#### DATASET RECORDS ####

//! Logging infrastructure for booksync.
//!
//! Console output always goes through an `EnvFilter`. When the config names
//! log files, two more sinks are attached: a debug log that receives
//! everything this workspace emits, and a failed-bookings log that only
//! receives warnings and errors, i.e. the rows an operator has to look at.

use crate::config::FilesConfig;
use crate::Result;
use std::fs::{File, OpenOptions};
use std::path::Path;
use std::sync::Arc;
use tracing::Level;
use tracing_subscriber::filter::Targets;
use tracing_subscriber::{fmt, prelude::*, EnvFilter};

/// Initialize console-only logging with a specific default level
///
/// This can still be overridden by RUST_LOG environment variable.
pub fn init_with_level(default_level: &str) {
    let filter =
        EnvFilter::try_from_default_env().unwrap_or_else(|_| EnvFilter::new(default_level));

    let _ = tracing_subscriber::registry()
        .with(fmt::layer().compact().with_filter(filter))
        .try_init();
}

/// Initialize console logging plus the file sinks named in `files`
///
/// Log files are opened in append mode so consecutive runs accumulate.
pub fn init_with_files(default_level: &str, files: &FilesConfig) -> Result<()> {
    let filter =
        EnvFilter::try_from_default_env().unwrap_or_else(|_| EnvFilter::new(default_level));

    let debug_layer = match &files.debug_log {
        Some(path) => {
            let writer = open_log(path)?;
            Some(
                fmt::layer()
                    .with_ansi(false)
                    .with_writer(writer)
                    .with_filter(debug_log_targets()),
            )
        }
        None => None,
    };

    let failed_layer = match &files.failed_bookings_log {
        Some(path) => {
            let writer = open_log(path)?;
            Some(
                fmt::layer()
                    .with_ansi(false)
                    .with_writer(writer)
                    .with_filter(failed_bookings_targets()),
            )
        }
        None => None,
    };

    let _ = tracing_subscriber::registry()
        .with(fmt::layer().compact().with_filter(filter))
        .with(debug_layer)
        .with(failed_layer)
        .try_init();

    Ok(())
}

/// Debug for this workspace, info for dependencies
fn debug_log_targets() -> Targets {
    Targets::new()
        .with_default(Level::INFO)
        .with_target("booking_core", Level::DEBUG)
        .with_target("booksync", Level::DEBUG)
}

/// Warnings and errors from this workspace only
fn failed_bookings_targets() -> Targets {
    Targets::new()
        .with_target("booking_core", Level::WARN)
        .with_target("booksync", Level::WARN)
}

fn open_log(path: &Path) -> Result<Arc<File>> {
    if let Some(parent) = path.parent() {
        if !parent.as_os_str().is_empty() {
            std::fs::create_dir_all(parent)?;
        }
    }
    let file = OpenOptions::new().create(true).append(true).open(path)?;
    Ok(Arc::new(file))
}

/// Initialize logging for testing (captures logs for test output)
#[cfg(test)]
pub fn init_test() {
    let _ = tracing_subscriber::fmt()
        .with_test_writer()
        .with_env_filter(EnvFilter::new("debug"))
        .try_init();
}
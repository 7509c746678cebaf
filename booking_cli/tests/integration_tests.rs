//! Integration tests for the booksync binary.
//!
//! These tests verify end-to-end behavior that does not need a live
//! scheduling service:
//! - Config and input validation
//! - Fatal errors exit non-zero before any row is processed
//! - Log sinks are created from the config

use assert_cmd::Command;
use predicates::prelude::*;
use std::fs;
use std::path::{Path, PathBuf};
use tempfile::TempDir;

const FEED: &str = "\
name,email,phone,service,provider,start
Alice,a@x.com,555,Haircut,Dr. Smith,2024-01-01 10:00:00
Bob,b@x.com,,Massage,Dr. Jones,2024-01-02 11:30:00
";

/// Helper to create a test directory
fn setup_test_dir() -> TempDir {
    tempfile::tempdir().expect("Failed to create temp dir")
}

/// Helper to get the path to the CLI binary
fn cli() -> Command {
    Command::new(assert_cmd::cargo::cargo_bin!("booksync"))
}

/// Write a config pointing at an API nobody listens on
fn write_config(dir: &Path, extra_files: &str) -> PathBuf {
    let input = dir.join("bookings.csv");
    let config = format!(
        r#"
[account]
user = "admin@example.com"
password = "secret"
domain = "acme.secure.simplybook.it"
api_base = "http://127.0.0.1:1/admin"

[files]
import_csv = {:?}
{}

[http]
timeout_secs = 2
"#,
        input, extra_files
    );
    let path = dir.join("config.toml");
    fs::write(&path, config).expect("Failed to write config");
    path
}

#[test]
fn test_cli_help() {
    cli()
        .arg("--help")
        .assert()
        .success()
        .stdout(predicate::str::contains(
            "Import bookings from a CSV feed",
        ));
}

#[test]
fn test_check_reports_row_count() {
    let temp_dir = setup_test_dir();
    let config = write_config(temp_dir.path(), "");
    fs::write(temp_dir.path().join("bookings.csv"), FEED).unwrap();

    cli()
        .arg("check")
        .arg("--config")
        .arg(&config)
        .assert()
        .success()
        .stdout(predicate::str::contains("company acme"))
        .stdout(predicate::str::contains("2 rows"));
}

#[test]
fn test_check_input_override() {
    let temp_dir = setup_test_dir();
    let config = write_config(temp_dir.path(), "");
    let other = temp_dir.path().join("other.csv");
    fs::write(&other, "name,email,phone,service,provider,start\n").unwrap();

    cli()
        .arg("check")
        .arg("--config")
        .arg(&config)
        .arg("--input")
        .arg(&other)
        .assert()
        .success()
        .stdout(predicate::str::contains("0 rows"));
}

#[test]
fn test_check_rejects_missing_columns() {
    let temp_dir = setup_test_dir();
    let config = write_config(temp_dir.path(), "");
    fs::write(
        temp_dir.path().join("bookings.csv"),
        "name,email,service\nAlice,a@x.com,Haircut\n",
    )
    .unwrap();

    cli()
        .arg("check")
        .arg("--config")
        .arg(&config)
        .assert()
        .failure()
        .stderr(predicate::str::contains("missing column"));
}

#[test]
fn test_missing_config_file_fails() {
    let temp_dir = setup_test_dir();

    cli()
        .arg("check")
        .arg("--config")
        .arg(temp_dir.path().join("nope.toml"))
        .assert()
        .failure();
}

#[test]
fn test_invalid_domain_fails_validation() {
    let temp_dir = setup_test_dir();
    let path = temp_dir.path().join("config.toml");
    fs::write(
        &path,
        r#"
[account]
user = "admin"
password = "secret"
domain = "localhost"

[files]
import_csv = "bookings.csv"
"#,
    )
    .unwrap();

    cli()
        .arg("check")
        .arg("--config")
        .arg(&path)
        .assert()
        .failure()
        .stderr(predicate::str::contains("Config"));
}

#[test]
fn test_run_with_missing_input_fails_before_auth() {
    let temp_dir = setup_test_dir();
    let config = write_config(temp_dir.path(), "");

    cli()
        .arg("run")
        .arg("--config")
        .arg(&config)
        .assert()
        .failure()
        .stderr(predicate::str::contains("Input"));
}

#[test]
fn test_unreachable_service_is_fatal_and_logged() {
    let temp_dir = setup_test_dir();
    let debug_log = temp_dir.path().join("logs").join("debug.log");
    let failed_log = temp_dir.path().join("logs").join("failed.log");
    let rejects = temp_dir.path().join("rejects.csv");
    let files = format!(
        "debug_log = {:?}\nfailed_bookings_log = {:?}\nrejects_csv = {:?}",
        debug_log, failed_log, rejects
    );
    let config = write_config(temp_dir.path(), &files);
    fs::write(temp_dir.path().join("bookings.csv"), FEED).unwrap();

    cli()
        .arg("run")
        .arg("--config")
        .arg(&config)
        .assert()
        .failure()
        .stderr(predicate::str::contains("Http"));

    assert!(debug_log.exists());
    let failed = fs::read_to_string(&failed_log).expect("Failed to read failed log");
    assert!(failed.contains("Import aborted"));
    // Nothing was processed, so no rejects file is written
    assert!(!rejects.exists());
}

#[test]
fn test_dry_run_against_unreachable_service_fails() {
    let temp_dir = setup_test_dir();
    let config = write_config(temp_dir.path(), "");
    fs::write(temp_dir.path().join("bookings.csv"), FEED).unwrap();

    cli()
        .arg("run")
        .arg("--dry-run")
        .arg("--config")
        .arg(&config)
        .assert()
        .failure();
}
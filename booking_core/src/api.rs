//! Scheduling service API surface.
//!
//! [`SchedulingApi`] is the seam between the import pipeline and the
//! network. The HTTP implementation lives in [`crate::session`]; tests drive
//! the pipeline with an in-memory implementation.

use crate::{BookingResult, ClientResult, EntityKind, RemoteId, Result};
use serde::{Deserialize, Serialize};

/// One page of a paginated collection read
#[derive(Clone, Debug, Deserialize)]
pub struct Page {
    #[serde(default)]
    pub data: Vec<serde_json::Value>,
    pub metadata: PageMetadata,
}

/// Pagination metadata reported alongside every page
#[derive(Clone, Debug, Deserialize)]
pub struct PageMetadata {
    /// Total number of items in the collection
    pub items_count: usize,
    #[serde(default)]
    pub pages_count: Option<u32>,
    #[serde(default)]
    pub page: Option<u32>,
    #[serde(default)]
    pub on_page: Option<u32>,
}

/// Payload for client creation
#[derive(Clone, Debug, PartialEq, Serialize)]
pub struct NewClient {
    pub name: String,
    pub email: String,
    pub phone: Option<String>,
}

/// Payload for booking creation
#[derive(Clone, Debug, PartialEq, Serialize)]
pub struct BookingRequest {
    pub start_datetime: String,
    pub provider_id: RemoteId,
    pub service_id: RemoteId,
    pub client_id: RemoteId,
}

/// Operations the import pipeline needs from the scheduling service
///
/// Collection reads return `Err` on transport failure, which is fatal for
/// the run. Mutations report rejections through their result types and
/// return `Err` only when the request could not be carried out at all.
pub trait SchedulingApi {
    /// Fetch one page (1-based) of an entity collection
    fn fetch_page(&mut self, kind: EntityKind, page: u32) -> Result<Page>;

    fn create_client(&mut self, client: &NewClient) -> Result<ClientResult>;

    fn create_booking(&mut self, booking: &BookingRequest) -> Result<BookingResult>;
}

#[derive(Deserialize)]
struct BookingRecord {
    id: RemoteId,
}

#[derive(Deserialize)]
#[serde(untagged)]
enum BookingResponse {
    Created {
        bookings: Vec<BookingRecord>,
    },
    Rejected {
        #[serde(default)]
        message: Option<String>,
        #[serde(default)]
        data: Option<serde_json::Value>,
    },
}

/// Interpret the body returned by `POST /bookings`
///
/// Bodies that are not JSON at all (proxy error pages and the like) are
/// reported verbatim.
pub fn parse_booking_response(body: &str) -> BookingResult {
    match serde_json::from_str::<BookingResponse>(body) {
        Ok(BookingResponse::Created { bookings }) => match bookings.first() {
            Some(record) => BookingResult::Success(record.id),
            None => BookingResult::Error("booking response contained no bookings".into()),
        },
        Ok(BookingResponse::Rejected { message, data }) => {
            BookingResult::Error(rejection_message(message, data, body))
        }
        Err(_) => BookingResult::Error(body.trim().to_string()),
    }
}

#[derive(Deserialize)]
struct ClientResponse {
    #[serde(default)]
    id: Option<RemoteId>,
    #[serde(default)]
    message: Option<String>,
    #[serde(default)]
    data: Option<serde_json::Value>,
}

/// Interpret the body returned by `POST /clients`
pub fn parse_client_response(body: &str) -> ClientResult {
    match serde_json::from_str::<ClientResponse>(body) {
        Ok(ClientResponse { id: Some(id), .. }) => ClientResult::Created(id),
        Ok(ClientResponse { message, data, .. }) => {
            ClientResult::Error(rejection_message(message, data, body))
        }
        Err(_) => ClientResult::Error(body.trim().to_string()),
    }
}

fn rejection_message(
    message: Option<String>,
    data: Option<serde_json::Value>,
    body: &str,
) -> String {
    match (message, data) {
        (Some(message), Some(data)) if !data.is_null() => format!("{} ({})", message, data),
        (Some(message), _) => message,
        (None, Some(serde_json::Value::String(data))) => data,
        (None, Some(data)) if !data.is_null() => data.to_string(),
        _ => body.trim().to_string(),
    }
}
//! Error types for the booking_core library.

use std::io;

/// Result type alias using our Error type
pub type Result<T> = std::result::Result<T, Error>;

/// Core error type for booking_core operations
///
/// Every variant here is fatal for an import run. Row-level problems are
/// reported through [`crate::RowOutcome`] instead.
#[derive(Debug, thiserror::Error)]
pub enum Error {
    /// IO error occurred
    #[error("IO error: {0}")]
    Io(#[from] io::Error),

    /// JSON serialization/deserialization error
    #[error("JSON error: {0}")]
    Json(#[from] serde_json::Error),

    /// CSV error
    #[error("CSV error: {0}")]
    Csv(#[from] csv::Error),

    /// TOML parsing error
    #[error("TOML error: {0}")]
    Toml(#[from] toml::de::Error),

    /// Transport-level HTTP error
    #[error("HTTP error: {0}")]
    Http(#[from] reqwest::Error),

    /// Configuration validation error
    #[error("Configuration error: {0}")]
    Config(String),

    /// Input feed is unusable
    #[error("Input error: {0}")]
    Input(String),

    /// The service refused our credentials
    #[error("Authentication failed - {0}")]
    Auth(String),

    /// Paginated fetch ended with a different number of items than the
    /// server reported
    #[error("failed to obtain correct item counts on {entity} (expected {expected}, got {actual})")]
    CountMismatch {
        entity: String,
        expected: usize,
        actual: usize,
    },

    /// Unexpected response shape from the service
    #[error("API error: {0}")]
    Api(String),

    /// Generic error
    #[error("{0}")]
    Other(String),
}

####

▸ **WORK REQUEST**:
Copy every line that contains "admin" from the listing above.

▸ **EXERCISE ANSWER**:
user = "admin@example.com"
api_base = "http://127.0.0.1:1/admin"
user = "admin"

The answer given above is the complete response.